[Stored entries]
◆ ◆ ◆ ◆ ◆

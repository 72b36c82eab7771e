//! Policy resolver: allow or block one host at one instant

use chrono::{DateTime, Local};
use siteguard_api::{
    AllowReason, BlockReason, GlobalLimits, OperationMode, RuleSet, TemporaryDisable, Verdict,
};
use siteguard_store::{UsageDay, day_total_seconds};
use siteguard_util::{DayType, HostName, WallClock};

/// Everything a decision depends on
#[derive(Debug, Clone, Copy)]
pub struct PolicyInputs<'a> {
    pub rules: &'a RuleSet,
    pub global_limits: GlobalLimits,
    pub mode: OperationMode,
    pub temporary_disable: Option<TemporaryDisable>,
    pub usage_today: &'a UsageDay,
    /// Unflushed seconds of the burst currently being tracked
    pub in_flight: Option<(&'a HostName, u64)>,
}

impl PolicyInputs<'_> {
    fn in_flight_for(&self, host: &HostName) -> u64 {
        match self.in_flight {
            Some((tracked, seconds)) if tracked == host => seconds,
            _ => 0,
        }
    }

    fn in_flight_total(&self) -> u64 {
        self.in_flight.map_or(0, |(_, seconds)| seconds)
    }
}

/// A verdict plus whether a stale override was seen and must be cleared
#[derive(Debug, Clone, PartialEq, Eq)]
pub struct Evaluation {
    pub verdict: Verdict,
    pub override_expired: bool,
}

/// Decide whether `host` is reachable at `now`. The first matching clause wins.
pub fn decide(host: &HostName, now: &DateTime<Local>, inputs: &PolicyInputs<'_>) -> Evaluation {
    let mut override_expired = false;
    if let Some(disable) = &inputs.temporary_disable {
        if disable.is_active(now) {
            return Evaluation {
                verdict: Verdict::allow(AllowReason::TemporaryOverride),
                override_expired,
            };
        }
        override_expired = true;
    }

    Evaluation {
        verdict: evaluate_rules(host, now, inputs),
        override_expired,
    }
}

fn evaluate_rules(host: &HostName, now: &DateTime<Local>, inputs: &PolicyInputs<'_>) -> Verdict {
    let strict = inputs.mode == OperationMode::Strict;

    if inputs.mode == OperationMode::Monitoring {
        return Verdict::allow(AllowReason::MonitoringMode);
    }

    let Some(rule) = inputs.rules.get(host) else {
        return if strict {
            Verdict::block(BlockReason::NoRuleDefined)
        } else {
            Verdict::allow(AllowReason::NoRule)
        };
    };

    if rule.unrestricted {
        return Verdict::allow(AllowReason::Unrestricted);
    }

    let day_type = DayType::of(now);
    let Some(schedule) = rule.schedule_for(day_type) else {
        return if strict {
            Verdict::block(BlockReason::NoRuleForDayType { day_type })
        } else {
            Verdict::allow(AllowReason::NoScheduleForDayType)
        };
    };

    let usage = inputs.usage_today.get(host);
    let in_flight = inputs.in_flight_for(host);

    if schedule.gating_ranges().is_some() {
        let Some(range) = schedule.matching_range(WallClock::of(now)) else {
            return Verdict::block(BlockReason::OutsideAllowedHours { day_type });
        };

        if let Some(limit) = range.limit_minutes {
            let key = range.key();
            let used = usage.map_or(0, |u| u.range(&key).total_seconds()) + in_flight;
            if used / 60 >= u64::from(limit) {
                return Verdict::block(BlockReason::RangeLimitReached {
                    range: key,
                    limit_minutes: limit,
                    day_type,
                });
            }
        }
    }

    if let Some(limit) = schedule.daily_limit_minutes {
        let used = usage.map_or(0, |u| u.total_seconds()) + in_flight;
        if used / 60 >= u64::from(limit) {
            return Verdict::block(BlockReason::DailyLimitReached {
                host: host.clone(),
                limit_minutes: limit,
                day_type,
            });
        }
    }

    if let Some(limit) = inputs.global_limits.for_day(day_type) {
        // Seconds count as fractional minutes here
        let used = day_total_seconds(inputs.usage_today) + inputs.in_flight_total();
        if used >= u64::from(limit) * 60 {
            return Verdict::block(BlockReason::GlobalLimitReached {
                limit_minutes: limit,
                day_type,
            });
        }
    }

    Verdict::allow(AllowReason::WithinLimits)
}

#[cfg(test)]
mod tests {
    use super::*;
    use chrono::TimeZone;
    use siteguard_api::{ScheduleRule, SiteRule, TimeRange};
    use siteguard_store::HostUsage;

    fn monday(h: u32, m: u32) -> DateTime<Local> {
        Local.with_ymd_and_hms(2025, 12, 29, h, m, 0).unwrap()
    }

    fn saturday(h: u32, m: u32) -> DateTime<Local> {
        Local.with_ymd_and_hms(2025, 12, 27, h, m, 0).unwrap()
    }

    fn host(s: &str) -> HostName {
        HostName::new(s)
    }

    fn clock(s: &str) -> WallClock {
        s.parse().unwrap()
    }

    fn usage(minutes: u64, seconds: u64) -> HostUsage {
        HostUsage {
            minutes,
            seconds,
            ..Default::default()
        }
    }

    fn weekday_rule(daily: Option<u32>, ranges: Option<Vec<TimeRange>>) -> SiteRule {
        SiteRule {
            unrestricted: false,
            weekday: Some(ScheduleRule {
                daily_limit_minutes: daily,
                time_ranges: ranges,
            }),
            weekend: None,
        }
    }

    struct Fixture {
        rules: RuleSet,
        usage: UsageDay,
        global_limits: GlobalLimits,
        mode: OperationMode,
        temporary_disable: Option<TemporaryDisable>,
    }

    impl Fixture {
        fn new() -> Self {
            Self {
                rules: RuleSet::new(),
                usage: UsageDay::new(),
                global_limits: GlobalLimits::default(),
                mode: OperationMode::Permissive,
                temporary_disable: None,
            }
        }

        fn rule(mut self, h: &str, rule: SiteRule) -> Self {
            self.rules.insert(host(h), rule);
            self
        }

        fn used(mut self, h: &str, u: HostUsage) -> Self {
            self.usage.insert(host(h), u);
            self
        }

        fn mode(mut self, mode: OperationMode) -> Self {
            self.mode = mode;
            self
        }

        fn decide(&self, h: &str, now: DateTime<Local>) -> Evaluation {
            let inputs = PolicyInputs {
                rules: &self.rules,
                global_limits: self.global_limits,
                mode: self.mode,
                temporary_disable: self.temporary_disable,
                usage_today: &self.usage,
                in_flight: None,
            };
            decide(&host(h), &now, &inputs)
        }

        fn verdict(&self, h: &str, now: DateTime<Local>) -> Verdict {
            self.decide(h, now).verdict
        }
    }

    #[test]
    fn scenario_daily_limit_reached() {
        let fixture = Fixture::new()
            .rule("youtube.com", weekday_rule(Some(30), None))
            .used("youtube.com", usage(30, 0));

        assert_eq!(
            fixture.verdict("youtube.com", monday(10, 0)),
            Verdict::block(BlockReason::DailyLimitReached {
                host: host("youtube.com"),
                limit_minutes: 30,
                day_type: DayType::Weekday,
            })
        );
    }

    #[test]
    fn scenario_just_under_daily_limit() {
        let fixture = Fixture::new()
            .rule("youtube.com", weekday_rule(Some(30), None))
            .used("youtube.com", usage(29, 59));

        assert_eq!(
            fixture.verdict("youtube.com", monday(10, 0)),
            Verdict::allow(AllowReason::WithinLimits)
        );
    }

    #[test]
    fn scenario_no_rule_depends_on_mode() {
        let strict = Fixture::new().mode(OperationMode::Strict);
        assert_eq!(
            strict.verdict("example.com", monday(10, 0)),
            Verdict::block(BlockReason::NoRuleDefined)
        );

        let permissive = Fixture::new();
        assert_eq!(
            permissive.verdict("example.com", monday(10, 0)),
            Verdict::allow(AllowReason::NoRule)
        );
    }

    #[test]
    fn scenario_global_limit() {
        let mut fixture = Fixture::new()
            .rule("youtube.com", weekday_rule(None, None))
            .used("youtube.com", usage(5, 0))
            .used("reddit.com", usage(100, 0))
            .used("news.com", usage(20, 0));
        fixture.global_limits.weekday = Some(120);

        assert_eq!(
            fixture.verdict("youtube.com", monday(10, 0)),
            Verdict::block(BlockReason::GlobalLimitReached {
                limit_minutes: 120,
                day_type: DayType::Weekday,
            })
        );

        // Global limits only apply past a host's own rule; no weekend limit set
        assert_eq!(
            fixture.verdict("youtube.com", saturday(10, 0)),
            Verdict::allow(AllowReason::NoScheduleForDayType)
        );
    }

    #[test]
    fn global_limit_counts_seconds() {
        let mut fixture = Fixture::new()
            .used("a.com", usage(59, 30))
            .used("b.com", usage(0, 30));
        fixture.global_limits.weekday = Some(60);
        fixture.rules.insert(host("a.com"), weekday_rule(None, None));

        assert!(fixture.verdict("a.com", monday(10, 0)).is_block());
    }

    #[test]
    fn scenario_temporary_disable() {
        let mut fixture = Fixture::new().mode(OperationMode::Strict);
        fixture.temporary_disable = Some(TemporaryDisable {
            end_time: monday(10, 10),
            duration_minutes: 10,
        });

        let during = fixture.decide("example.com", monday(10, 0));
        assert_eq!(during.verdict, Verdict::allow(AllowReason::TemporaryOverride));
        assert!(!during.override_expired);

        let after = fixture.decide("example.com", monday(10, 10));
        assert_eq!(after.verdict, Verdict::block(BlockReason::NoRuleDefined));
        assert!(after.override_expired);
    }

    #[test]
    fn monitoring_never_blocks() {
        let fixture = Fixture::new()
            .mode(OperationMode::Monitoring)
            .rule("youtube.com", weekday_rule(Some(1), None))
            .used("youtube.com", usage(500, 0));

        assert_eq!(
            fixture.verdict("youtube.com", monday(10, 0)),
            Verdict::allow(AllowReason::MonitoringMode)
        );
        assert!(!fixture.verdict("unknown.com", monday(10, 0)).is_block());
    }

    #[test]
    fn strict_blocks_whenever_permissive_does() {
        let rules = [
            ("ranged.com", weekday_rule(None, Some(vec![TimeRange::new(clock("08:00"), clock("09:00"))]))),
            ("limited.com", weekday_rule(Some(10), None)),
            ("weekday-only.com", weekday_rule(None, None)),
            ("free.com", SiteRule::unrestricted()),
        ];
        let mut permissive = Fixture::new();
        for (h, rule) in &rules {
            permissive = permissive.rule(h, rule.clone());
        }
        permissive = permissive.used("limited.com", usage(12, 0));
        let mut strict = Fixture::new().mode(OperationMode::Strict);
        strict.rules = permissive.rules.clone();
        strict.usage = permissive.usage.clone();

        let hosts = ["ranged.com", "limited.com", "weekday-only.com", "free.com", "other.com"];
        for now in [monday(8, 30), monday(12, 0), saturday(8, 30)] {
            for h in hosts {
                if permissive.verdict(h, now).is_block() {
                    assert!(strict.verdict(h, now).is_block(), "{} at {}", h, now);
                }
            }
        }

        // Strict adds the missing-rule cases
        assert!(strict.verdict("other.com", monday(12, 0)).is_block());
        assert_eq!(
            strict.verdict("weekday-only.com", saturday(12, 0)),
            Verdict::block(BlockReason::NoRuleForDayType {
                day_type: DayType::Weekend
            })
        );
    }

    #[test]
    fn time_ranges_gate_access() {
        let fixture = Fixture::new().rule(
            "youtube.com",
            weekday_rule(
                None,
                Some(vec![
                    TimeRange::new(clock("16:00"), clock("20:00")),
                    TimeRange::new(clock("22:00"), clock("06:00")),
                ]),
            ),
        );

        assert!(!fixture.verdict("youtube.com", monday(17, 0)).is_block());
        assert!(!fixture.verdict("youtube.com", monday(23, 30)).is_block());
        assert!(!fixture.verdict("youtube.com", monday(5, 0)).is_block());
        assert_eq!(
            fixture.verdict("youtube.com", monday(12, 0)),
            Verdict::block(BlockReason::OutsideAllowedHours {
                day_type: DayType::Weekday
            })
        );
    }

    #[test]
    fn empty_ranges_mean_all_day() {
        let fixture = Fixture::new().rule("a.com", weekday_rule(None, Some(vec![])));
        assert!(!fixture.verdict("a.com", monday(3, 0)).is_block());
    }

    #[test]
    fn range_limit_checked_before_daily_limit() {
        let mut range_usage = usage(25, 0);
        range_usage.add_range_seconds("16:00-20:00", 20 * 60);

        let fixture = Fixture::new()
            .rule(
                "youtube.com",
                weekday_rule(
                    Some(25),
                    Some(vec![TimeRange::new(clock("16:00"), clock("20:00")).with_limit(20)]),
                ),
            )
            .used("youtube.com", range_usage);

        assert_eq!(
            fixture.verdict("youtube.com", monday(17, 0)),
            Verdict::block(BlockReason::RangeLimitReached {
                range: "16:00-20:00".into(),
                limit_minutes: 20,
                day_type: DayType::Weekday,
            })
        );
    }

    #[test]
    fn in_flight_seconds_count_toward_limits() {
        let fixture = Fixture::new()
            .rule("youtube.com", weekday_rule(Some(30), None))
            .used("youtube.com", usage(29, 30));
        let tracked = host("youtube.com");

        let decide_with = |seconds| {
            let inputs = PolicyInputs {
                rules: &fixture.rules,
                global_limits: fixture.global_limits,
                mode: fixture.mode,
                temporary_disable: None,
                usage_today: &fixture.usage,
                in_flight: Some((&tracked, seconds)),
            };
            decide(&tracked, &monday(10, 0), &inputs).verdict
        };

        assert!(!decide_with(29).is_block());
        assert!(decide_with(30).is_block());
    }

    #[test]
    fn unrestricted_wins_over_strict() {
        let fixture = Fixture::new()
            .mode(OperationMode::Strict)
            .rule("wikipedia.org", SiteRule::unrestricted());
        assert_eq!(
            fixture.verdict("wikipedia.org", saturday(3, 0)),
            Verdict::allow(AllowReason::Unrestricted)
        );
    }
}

◆ ◆ ◆ ◆ ◆

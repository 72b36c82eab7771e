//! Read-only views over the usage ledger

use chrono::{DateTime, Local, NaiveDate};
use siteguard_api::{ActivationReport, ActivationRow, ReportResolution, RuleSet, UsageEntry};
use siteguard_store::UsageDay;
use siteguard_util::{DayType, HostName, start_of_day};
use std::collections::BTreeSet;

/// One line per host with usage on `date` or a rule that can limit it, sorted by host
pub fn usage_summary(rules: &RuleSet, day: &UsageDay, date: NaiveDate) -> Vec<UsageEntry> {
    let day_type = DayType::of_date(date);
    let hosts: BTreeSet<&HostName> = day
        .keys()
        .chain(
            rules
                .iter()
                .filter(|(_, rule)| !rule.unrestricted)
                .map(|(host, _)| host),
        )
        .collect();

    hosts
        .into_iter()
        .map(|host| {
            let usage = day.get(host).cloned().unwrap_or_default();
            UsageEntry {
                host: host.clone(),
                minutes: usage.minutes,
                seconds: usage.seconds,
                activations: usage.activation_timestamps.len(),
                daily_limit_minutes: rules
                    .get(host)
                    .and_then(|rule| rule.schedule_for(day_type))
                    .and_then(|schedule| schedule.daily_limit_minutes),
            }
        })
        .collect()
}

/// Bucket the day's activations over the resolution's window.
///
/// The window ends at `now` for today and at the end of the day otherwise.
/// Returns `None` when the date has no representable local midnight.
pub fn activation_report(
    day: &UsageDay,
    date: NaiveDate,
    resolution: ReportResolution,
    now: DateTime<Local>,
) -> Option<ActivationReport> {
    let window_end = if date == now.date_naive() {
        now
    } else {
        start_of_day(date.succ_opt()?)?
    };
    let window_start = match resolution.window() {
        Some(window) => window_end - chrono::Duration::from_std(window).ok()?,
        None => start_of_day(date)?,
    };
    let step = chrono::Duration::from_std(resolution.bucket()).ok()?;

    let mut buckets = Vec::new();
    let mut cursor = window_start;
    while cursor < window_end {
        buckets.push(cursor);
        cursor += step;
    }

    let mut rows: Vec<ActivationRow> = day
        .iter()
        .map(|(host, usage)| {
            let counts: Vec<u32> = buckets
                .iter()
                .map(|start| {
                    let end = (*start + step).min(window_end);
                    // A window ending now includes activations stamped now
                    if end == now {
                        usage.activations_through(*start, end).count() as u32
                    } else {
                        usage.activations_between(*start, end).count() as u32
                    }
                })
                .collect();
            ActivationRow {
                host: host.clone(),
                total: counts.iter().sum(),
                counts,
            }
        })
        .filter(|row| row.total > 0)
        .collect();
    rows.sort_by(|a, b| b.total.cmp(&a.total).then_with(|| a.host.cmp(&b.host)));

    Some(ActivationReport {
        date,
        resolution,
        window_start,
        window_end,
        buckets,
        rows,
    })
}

◆ ◆ ◆ ◆ ◆

Out of the data above, give again only the lines starting at the one holding "Some((tracked, seconds)) if" and ending at the one holding "matching clause wins.", unchanged.

            Some((tracked, seconds)) if tracked == host => seconds,
            _ => 0,
        }
    }

    fn in_flight_total(&self) -> u64 {
        self.in_flight.map_or(0, |(_, seconds)| seconds)
    }
}

/// A verdict plus whether a stale override was seen and must be cleared
#[derive(Debug, Clone, PartialEq, Eq)]
pub struct Evaluation {
    pub verdict: Verdict,
    pub override_expired: bool,
}

/// Decide whether `host` is reachable at `now`. The first matching clause wins.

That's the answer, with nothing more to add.